У отца — много книг. По психологии, по истории. Целая стена — физики и математики. И очень рано физика и математика читаются мною так же, как беллетристика, не могу оторваться.

Отец ждал мальчика. Он очень ждал мальчика, чтобы решать с ним задачи.

Задач у отца много. Он решает их целый день на службе и после ужина дома.

За ужином он не читает газет и не смотрит телевизор. И, хотя ест с нами за одним столом, он не слышит того, что говорит мать (как всегда, она просит деньги на то и на это), не спрашивает меня о моём школьном дне, вообще не замечает меня, я — мамина дочка, родилась, чтобы ублажить её! Он сосредоточен на том, что происходит в его голове — в ней решается очередная задача.

А я смотрю в не видящие меня глаза и заставляю себя задать отцу вопрос: «Какую задачу решаешь ты сегодня?»

Вдруг и я могла бы решить?

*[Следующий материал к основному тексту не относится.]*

//! Prometheus metrics for the ledger node.
//!
//! All metrics follow the naming convention: `pl_<area>_<metric>_<unit>`

use lazy_static::lazy_static;
use prometheus::{
    exponential_buckets, Counter, CounterVec, Encoder, Gauge, Histogram, HistogramOpts, Opts,
    Registry, TextEncoder,
};

use crate::TelemetryError;

lazy_static! {
    /// Global metrics registry
    pub static ref REGISTRY: Registry = Registry::new();

    // =========================================================================
    // CHAIN METRICS
    // =========================================================================

    /// Blocks appended by local workflow operations
    pub static ref BLOCKS_APPENDED: Counter = Counter::new(
        "pl_chain_blocks_appended_total",
        "Blocks appended by local workflow operations"
    ).expect("metric creation failed");

    /// Blocks received from peers
    pub static ref BLOCKS_RECEIVED: CounterVec = CounterVec::new(
        Opts::new("pl_chain_blocks_received_total", "Blocks received from peers"),
        &["outcome"]  // outcome: appended/duplicate/rejected
    ).expect("metric creation failed");

    /// Local chain replaced by a longer peer chain
    pub static ref CHAIN_REPLACEMENTS: Counter = Counter::new(
        "pl_chain_replacements_total",
        "Times the local chain was replaced by a longer valid peer chain"
    ).expect("metric creation failed");

    /// Current chain length, genesis included
    pub static ref CHAIN_HEIGHT: Gauge = Gauge::new(
        "pl_chain_height",
        "Current chain length including genesis"
    ).expect("metric creation failed");

    // =========================================================================
    // WORKFLOW METRICS
    // =========================================================================

    /// Workflow transitions by audit action
    pub static ref WORKFLOW_TRANSITIONS: CounterVec = CounterVec::new(
        Opts::new("pl_workflow_transitions_total", "Workflow transitions recorded locally"),
        &["action"]  // action: workflow_initialized/step_approved/step_rejected/audit_observation
    ).expect("metric creation failed");

    // =========================================================================
    // PEER METRICS
    // =========================================================================

    /// Known peers
    pub static ref PEERS_KNOWN: Gauge = Gauge::new(
        "pl_peers_known",
        "Number of registered peers"
    ).expect("metric creation failed");

    /// Active peers
    pub static ref PEERS_ACTIVE: Gauge = Gauge::new(
        "pl_peers_active",
        "Number of peers currently marked active"
    ).expect("metric creation failed");

    /// Failed block deliveries
    pub static ref PEER_DELIVERY_FAILURES: Counter = Counter::new(
        "pl_peers_delivery_failures_total",
        "Block deliveries that failed and marked a peer inactive"
    ).expect("metric creation failed");

    /// Health probes by result
    pub static ref HEALTH_PROBES: CounterVec = CounterVec::new(
        Opts::new("pl_peers_health_probes_total", "Peer health probes"),
        &["result"]  // result: alive/unreachable
    ).expect("metric creation failed");

    // =========================================================================
    // SYNC METRICS
    // =========================================================================

    /// Sync rounds by result
    pub static ref SYNC_CYCLES: CounterVec = CounterVec::new(
        Opts::new("pl_sync_cycles_total", "Sync rounds with peers"),
        &["result"]  // result: adopted/unchanged/unreachable
    ).expect("metric creation failed");

    /// Sync round duration
    pub static ref SYNC_DURATION: Histogram = Histogram::with_opts(
        HistogramOpts::new(
            "pl_sync_duration_seconds",
            "Time spent in one sync round"
        ).buckets(exponential_buckets(0.001, 2.0, 14).expect("valid buckets"))
    ).expect("metric creation failed");
}

/// Proof that the metrics are registered.
pub struct MetricsHandle {
    _private: (),
}

/// Register all metrics with the global registry.
///
/// Calling it again is harmless: already registered metrics are skipped.
pub fn register_metrics() -> Result<MetricsHandle, TelemetryError> {
    let metrics: Vec<Box<dyn prometheus::core::Collector>> = vec![
        // Chain
        Box::new(BLOCKS_APPENDED.clone()),
        Box::new(BLOCKS_RECEIVED.clone()),
        Box::new(CHAIN_REPLACEMENTS.clone()),
        Box::new(CHAIN_HEIGHT.clone()),
        // Workflow
        Box::new(WORKFLOW_TRANSITIONS.clone()),
        // Peers
        Box::new(PEERS_KNOWN.clone()),
        Box::new(PEERS_ACTIVE.clone()),
        Box::new(PEER_DELIVERY_FAILURES.clone()),
        Box::new(HEALTH_PROBES.clone()),
        // Sync
        Box::new(SYNC_CYCLES.clone()),
        Box::new(SYNC_DURATION.clone()),
    ];

    for metric in metrics {
        match REGISTRY.register(metric) {
            Ok(()) | Err(prometheus::Error::AlreadyReg) => {}
            Err(e) => return Err(TelemetryError::MetricsInit(e.to_string())),
        }
    }

    Ok(MetricsHandle { _private: () })
}

/// Encode all metrics as Prometheus text format.
pub fn encode_metrics() -> Result<String, TelemetryError> {
    let encoder = TextEncoder::new();
    let metric_families = REGISTRY.gather();
    let mut buffer = Vec::new();
    encoder
        .encode(&metric_families, &mut buffer)
        .map_err(|e| TelemetryError::MetricsInit(e.to_string()))?;
    String::from_utf8(buffer).map_err(|e| TelemetryError::MetricsInit(e.to_string()))
}

/// Timer guard for automatic histogram observation.
pub struct HistogramTimer {
    histogram: Histogram,
    start: std::time::Instant,
}

impl HistogramTimer {
    /// Start a new timer for the given histogram.
    pub fn new(histogram: &Histogram) -> Self {
        Self {
            histogram: histogram.clone(),
            start: std::time::Instant::now(),
        }
    }
}

impl Drop for HistogramTimer {
    fn drop(&mut self) {
        self.histogram.observe(self.start.elapsed().as_secs_f64());
    }
}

Ведь я лучше всех в школе знаю математику и побеждаю на всех олимпиадах.

Задать вопрос никак не получается, я робею в его присутствии и боюсь сбить его мысль. Я знаю этот процесс — когда уравнения выстраиваются в нужном порядке, числа впрыгивают на своё место в формулы, и сам собой рождается ответ. Главное — не отвлечься в этот момент. Я знаю это состояние — когда жива только голова, только цифры, только формулы… У меня — так же, как у отца, голова живёт сама по себе, хотя внешне я и не похожа на отца. Я не красива, отец — красив, у меня не чёрные, а голубые, материнские глаза, и я белобрыса. Правда, фигурой я — в отца: длинная, тощая и плоская, как доска. И мой мозг так же, как у отца, не зависит от меня — всё время работает над очередной задачей. Не влюблена. Не зов полов (дочь — отец) — тайная тяга, описанная в учебниках психологии и сексологии, мне нужно, мне очень нужно проникнуть в его святая святых и понять, какие задачи решает он.

Ужин кончается. Перемена места. Из-за стола обеденного — к письменному, а по сути — то же отсутствие. Отсутствие всегда — в любой точке: дома, на улице, в своем научно-исследовательском институте. Работа спрятана от жадных чужих глаз. Не мне, кому-то, достанется результат той работы — начальнику, физическому журналу, что ляжет на специальную полку в отцовском кабинете.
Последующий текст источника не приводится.